── Supplied material ──
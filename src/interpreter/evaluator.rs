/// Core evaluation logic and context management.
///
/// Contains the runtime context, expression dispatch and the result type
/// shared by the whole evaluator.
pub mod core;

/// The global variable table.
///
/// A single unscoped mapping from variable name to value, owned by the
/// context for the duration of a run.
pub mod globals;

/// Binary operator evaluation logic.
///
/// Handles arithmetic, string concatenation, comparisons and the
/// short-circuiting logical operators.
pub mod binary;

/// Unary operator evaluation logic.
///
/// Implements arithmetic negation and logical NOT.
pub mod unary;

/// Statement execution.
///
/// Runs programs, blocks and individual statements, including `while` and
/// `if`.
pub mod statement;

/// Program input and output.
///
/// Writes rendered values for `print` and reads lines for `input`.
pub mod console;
───
── Supplied material ──
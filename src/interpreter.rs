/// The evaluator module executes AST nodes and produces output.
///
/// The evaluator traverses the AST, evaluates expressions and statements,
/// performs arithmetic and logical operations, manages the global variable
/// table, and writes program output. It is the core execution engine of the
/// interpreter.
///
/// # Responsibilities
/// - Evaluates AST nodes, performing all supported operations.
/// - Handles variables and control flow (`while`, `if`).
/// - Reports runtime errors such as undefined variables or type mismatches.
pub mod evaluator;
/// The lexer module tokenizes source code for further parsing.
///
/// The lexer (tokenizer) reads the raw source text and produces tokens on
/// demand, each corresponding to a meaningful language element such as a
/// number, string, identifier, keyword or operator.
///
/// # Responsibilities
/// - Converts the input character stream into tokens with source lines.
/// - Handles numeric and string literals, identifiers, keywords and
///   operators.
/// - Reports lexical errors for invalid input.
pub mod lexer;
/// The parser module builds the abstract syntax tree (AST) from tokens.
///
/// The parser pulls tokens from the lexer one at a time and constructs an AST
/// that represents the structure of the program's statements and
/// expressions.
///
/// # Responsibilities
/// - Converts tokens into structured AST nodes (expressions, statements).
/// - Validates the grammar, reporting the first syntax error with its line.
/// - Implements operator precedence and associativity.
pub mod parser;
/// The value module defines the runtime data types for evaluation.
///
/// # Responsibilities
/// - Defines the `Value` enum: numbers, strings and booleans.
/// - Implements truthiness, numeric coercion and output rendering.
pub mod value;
───
- [Your assignment]: Where does the string "tokens" occur in the data above? Copy every line that holds it.

- [Result of this task]:
/// The lexer (tokenizer) reads the raw source text and produces tokens on
/// - Converts the input character stream into tokens with source lines.
/// The parser module builds the abstract syntax tree (AST) from tokens.
/// The parser pulls tokens from the lexer one at a time and constructs an AST
/// - Converts tokens into structured AST nodes (expressions, statements).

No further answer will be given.